Return the data below exactly, but only from the line containing "subprocess session implements" through the line containing "on the engine's board.", with both of those lines included.

━━━━━━━━━━

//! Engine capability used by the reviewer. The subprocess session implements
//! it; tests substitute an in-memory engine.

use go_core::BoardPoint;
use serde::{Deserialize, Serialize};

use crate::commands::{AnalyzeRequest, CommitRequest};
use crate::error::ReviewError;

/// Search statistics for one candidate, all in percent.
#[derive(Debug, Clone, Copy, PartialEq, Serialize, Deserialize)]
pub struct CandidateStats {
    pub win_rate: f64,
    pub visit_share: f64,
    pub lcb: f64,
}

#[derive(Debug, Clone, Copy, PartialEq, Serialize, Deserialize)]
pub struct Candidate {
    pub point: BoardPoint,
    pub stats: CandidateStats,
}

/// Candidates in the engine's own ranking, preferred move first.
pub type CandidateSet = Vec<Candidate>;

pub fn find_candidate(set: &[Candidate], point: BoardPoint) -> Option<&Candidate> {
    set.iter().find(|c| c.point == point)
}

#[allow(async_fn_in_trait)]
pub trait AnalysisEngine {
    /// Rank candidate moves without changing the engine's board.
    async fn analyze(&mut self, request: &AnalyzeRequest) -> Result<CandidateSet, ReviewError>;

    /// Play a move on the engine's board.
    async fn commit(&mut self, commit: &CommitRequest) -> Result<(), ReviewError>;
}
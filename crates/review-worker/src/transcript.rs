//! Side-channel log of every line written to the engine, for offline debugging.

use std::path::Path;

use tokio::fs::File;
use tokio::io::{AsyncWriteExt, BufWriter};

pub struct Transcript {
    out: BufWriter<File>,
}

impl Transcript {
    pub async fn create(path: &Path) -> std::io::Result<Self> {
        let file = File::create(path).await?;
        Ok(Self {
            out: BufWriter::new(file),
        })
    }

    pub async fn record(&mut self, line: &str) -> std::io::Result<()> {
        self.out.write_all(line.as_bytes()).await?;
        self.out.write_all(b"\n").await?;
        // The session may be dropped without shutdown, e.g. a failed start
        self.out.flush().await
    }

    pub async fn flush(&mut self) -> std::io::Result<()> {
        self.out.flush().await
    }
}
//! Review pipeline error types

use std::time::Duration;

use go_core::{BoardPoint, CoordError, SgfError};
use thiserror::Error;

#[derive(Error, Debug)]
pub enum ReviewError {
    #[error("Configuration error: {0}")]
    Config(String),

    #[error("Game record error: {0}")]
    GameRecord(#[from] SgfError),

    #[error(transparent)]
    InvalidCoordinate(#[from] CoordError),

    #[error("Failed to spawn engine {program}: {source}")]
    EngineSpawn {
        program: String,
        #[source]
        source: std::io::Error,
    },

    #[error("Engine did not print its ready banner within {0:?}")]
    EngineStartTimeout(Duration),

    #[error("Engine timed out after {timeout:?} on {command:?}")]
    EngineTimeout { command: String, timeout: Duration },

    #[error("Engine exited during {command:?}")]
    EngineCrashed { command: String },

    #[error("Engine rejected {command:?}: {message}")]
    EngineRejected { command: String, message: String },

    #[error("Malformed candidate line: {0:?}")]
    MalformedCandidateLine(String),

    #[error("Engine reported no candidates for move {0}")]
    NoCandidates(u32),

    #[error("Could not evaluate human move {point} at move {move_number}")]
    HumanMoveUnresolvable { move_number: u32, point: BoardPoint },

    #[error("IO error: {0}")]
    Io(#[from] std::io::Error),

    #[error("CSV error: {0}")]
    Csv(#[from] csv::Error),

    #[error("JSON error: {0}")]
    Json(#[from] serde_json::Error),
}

━━━━━━━━━━

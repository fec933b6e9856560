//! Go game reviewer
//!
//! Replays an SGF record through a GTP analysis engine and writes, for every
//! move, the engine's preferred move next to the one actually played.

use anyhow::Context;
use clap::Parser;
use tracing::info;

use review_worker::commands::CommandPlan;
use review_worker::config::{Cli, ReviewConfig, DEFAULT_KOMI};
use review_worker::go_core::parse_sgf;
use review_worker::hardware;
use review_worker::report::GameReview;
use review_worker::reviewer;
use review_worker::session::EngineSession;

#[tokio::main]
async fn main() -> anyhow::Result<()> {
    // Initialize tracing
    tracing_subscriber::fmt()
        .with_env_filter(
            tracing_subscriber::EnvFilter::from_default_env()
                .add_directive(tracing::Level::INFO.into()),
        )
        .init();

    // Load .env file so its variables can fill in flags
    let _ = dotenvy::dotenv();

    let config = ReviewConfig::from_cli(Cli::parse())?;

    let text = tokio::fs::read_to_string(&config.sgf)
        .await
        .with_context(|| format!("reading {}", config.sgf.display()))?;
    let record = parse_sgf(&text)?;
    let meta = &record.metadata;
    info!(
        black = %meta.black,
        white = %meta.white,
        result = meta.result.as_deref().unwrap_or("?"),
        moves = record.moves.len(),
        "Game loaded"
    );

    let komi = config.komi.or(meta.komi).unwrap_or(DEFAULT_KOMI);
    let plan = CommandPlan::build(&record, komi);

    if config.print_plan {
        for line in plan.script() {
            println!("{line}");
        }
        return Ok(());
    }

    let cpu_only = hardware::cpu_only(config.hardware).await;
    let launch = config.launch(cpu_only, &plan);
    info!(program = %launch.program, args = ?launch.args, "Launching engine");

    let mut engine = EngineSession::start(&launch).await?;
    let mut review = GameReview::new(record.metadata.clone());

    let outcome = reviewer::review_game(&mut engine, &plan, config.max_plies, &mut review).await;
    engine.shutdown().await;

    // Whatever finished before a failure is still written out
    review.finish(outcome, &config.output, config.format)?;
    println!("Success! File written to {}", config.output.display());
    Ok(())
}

━━━━━━━━━━

# Answer to this problem
//! Engine capability used by the reviewer. The subprocess session implements
//! it; tests substitute an in-memory engine.

use go_core::BoardPoint;
use serde::{Deserialize, Serialize};

use crate::commands::{AnalyzeRequest, CommitRequest};
use crate::error::ReviewError;

/// Search statistics for one candidate, all in percent.
#[derive(Debug, Clone, Copy, PartialEq, Serialize, Deserialize)]
pub struct CandidateStats {
    pub win_rate: f64,
    pub visit_share: f64,
    pub lcb: f64,
}

#[derive(Debug, Clone, Copy, PartialEq, Serialize, Deserialize)]
pub struct Candidate {
    pub point: BoardPoint,
    pub stats: CandidateStats,
}

/// Candidates in the engine's own ranking, preferred move first.
pub type CandidateSet = Vec<Candidate>;

pub fn find_candidate(set: &[Candidate], point: BoardPoint) -> Option<&Candidate> {
    set.iter().find(|c| c.point == point)
}

#[allow(async_fn_in_trait)]
pub trait AnalysisEngine {
    /// Rank candidate moves without changing the engine's board.
    async fn analyze(&mut self, request: &AnalyzeRequest) -> Result<CandidateSet, ReviewError>;

    /// Play a move on the engine's board.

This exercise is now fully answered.